The fusion that occurs in our sun is currently happening with hydrogen, the hydrogen nuclei are under so much pressure (due to the high gravity) and are so hot, that they collide in the core and fuse into helium, what you may not know is that after all the hydrogen is used up, the sun doesn't just burn out. The helium nuclei begin to fuse, and the resulting element is (yup, you science geeks out there guessed it!) carbon. Some helium will also fuse with that carbon to produce oxygen.
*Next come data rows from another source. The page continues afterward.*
//! 调度队列中的条目
//!
//! 每个条目带着自己的 `EventHandle`。句柄单调递增，既是同一时刻事件的
//! FIFO 决胜键，也是定时器处理函数判断自己是否过期时比对的值。

use super::event::{Event, EventHandle};
use super::time::SimTime;
use std::cmp::Ordering;

#[derive(Debug)]
pub struct ScheduledEvent {
    pub(crate) at: SimTime,
    pub(crate) handle: EventHandle,
    pub(crate) ev: Event,
}

impl ScheduledEvent {
    fn key(&self) -> (SimTime, EventHandle) {
        (self.at, self.handle)
    }
}

// BinaryHeap 是 max-heap：按 (时间, 句柄) 反向比较，最早、最先调度的条目先出队。
impl Ord for ScheduledEvent {
    fn cmp(&self, other: &Self) -> Ordering {
        other.key().cmp(&self.key())
    }
}

impl PartialOrd for ScheduledEvent {
    fn partial_cmp(&self, other: &Self) -> Option<Ordering> {
        Some(self.cmp(other))
    }
}

impl PartialEq for ScheduledEvent {
    fn eq(&self, other: &Self) -> bool {
        self.key() == other.key()
    }
}

impl Eq for ScheduledEvent {}
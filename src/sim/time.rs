//! 仿真时间类型
//!
//! 定义仿真时间及其单位转换。

/// 仿真时间（纳秒）。
#[derive(Debug, Clone, Copy, PartialEq, Eq, PartialOrd, Ord, Hash, Default)]
pub struct SimTime(pub u64);

impl SimTime {
    pub const ZERO: SimTime = SimTime(0);
    pub const MAX: SimTime = SimTime(u64::MAX);

    pub fn from_micros(us: u64) -> SimTime {
        SimTime(us.saturating_mul(1_000))
    }
    pub fn from_millis(ms: u64) -> SimTime {
        SimTime(ms.saturating_mul(1_000_000))
    }
    pub fn from_secs(s: u64) -> SimTime {
        SimTime(s.saturating_mul(1_000_000_000))
    }

    /// 配置文件中的时间常以浮点毫秒给出；负数与 NaN 视为 0。
    pub fn from_millis_f64(ms: f64) -> SimTime {
        if !ms.is_finite() || ms <= 0.0 {
            return if ms == f64::INFINITY { SimTime::MAX } else { SimTime::ZERO };
        }
        let ns = (ms * 1_000_000.0).round();
        if ns >= u64::MAX as f64 {
            SimTime::MAX
        } else {
            SimTime(ns as u64)
        }
    }

    pub fn as_millis_f64(self) -> f64 {
        self.0 as f64 / 1_000_000.0
    }

    pub fn saturating_add(self, d: SimTime) -> SimTime {
        SimTime(self.0.saturating_add(d.0))
    }

    pub fn saturating_sub(self, d: SimTime) -> SimTime {
        SimTime(self.0.saturating_sub(d.0))
    }
}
This keeps happening with different elements, getting heavier and heavier as the amount of protons and neutrons in the nuclei increase. This'll continue for billions of years until the star reaches iron, after which it only has a few seconds more to live. The star dies in a massive explosion called a supernova, or if it is massive enough, will collapse under its own immense gravity and form a black hole. Okay so I've gone off on a bit of a tangent talking about the lifetime of stars and not the main topic here - fusion (although they are kinda related!).

Going back to my main topic, my reactor will not only create helium, but I will also be creating the fourth state of matter - plasma. You can see a little picture of what the plasma inside my reactor will look like if you look at the little picture beneath my username, that's a photo of the inside of Taylor Wilson's fusion reactor, which he built at my age (14). Plasma is super cool to look at and if you have a stable plasma field inside your reactor it means that you've got a good place for fusion to occur (but not good enough if you don't have enough power - about 40,000V at 10mA). The gas that I will put into the reactor won't be pure hydrogen though either, it'll be an isotope of hydrogen called deuterium, which is basically hydrogen with a random neutron in the nucleus. I'll be getting my own deuterium from the electrolysis of heavy water (water but with deuterium instead of hydrogen) and I'll be storing it in a canister for when I begin testing of my reactor. I'm going to need a very good vacuum inside my reactor (that of interstellar space) or I simply won't be able to get any nuclear reactions going on inside my fusor (thats the shortened name for a home-made fusion reactor). Going back to plasma, the thing which makes plasma so different from the other 3 (common) states of matter (solid, liquid, gas) is the fact that plasma is at such high temperatures that the electrons orbiting the atoms nucleus begins to wander away. The bright light is created from the electrons moving into and out of higher and lower energetic states, you see, when an electron goes into a less energetic state, it gives off a photon which is a particle of light and if you have enough of this going on, you get a cool looking glow.

Thanks for reading this far if you did. I hope I have satisfied someone's need for science today, if you want to learn a little more or discuss a topic a little more complex (relativity, quantum mechanics etc.), PM me!

P.S- Does anyone have a 40kV power supply I can borrow (negative polarity)!